#### [Requirement]
Count every line in the data below that includes "HashMap", and give only the result.

#### [Available data]
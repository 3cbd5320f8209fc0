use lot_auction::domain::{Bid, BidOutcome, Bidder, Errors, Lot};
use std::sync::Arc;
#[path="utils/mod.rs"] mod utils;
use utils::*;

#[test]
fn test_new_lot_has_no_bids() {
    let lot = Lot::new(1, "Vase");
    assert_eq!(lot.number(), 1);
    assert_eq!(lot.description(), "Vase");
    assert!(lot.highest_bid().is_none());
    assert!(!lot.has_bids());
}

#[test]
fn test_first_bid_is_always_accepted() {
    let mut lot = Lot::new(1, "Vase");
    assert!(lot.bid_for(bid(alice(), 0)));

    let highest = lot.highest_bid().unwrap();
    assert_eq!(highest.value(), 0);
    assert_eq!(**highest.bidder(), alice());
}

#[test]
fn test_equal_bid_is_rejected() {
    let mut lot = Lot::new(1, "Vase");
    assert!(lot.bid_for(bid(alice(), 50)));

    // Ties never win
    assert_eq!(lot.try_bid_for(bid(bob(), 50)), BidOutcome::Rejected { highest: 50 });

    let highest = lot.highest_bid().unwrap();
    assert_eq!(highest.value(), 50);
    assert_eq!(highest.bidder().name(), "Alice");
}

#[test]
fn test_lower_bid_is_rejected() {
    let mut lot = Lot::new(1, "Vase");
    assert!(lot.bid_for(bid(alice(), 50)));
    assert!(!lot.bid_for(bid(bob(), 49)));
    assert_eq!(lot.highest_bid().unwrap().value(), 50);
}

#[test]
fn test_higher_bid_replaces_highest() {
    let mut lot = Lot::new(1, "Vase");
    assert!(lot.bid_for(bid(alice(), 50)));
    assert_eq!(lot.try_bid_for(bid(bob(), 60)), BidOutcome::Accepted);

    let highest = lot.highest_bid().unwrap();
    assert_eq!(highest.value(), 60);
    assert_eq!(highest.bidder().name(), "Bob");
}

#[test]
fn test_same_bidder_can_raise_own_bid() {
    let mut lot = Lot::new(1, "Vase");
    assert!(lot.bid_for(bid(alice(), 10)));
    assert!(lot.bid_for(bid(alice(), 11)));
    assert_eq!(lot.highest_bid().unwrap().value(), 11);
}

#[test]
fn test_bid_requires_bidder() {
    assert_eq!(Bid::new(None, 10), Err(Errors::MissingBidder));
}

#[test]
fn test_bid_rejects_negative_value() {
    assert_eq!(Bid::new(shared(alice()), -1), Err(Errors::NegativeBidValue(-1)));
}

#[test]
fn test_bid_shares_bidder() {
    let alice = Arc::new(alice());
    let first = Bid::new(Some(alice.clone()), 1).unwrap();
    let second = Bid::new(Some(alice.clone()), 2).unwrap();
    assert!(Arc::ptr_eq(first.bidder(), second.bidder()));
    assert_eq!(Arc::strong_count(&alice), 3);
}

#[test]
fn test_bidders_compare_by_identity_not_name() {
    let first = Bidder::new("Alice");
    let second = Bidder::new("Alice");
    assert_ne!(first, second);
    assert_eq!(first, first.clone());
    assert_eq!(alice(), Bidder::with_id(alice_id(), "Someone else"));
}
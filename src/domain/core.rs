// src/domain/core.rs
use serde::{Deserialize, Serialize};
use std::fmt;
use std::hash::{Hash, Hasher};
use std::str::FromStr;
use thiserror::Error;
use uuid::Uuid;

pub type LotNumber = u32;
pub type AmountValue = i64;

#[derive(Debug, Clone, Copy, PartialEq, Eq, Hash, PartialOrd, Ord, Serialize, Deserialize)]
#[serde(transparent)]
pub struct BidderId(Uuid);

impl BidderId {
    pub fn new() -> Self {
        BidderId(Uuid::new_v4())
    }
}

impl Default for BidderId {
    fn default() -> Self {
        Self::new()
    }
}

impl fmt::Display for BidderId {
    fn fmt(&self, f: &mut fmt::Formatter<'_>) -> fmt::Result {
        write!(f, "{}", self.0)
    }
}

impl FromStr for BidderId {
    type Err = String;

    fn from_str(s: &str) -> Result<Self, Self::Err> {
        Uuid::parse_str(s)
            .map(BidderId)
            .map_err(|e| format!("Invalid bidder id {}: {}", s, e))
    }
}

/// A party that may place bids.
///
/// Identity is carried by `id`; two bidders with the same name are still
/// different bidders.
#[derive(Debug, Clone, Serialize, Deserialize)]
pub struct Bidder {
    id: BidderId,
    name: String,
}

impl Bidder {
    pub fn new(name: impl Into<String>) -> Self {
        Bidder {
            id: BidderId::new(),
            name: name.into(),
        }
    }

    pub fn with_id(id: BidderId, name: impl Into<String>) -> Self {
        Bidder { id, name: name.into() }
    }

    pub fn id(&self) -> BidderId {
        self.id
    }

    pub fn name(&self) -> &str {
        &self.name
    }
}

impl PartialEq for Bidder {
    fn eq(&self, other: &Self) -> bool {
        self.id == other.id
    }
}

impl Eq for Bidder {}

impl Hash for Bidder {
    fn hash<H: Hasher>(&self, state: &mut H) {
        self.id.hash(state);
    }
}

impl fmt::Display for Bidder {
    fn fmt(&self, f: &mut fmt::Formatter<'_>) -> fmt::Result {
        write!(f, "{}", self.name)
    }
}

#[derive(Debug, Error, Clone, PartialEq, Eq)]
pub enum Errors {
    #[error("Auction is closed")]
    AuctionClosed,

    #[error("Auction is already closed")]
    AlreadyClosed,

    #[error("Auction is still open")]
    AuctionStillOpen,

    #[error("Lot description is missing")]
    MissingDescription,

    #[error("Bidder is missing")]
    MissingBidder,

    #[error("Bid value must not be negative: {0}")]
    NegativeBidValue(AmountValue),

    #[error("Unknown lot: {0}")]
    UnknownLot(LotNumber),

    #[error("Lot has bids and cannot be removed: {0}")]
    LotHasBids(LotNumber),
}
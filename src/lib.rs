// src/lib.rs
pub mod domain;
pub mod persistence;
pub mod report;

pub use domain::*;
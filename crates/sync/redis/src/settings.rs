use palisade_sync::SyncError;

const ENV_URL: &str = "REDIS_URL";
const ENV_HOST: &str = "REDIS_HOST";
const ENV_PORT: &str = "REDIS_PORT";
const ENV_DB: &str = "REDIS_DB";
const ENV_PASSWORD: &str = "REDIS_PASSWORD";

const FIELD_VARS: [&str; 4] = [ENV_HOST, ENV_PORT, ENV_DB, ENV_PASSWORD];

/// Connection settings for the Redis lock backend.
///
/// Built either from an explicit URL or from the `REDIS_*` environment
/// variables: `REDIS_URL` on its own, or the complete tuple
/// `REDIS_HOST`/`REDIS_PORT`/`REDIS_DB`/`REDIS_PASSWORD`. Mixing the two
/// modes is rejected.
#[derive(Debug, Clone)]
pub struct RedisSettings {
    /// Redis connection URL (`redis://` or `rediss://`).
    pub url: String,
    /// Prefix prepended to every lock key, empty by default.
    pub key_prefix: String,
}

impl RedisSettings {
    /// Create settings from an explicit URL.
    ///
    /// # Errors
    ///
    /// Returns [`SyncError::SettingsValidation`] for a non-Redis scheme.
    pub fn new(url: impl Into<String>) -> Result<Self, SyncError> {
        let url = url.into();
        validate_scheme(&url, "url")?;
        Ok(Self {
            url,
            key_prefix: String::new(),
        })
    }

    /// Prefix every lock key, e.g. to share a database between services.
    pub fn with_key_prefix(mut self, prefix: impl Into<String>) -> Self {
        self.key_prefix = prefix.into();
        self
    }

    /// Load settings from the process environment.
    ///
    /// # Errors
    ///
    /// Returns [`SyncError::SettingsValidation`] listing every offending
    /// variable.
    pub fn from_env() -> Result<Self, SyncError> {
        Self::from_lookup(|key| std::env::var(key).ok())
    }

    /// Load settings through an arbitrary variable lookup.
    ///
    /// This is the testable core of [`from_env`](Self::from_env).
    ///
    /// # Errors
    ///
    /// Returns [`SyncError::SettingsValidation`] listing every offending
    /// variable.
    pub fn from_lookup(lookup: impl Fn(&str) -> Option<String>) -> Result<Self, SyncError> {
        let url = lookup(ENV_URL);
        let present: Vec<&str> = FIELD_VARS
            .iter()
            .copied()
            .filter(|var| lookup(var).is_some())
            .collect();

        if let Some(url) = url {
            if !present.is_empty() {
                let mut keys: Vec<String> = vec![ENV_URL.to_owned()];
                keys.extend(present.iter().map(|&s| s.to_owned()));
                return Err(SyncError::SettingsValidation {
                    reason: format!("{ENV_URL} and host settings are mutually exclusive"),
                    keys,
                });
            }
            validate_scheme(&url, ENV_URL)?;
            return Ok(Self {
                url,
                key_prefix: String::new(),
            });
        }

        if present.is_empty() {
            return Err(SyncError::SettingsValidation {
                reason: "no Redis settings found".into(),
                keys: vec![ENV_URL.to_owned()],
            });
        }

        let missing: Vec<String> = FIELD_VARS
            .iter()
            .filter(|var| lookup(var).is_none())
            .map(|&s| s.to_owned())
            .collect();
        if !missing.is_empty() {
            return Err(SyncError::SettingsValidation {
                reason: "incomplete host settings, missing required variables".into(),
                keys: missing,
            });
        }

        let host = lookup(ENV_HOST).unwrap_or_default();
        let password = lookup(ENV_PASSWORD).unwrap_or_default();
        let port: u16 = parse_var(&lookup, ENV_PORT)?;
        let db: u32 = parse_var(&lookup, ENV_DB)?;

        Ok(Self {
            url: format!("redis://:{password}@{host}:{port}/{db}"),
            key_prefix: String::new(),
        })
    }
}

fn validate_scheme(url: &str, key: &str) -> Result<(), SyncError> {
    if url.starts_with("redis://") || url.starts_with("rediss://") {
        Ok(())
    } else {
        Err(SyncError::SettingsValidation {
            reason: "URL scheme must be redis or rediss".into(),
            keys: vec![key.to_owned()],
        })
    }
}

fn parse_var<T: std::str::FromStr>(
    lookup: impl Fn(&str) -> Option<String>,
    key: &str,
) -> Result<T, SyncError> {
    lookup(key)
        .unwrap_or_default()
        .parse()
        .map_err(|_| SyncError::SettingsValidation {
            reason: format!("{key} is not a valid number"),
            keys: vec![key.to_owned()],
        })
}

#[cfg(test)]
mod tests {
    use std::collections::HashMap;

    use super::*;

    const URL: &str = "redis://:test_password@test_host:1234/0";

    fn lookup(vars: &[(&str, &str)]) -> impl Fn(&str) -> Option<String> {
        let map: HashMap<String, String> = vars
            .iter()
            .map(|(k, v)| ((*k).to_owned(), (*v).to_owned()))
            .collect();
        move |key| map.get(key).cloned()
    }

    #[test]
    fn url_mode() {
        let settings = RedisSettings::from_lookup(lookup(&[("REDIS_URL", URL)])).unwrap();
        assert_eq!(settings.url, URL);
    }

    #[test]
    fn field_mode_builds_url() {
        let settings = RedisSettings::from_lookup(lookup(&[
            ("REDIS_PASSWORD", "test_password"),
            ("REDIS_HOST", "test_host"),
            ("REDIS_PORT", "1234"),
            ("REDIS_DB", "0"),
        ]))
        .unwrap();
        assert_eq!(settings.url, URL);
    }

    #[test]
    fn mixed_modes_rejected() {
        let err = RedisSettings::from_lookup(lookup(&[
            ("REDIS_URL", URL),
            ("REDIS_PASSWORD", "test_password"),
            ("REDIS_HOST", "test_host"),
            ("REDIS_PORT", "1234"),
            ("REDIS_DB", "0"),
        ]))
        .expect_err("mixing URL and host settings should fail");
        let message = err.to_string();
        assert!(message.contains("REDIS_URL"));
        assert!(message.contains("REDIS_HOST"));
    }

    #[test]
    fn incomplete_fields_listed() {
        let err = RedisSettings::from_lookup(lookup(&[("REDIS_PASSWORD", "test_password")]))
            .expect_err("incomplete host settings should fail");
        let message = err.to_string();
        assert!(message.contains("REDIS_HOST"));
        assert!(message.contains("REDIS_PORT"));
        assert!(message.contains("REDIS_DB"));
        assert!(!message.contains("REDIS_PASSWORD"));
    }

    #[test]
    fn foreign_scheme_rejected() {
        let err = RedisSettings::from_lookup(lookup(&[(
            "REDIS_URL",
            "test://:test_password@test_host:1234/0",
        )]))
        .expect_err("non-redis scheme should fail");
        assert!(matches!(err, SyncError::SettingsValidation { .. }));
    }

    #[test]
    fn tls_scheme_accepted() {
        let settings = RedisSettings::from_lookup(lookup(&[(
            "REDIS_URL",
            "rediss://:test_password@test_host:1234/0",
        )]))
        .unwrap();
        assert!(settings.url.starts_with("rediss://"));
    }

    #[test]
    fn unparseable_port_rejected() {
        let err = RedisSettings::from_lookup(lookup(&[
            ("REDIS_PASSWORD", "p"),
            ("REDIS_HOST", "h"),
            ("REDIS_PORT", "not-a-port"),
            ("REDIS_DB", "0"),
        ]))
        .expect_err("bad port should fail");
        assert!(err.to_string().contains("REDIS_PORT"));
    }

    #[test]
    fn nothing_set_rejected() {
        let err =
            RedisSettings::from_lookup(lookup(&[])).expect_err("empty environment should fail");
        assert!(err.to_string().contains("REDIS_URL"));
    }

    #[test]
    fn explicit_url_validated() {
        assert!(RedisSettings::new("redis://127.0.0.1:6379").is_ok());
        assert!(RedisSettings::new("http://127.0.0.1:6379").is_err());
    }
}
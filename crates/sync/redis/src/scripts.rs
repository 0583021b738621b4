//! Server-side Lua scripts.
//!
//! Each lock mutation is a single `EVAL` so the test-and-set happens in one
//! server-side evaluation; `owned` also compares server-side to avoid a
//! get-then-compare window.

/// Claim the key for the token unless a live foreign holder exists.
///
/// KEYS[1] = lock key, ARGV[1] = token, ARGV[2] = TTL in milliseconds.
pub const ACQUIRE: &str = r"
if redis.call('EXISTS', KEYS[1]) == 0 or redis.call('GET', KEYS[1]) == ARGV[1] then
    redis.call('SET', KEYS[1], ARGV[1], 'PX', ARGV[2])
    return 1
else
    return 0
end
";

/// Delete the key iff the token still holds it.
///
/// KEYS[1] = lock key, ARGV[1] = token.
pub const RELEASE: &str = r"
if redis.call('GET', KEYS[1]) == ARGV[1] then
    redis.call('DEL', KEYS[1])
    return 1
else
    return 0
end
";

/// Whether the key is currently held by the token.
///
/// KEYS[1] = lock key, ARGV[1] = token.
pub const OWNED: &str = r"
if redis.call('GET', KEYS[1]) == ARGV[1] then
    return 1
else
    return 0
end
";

#### [Output for this task]
2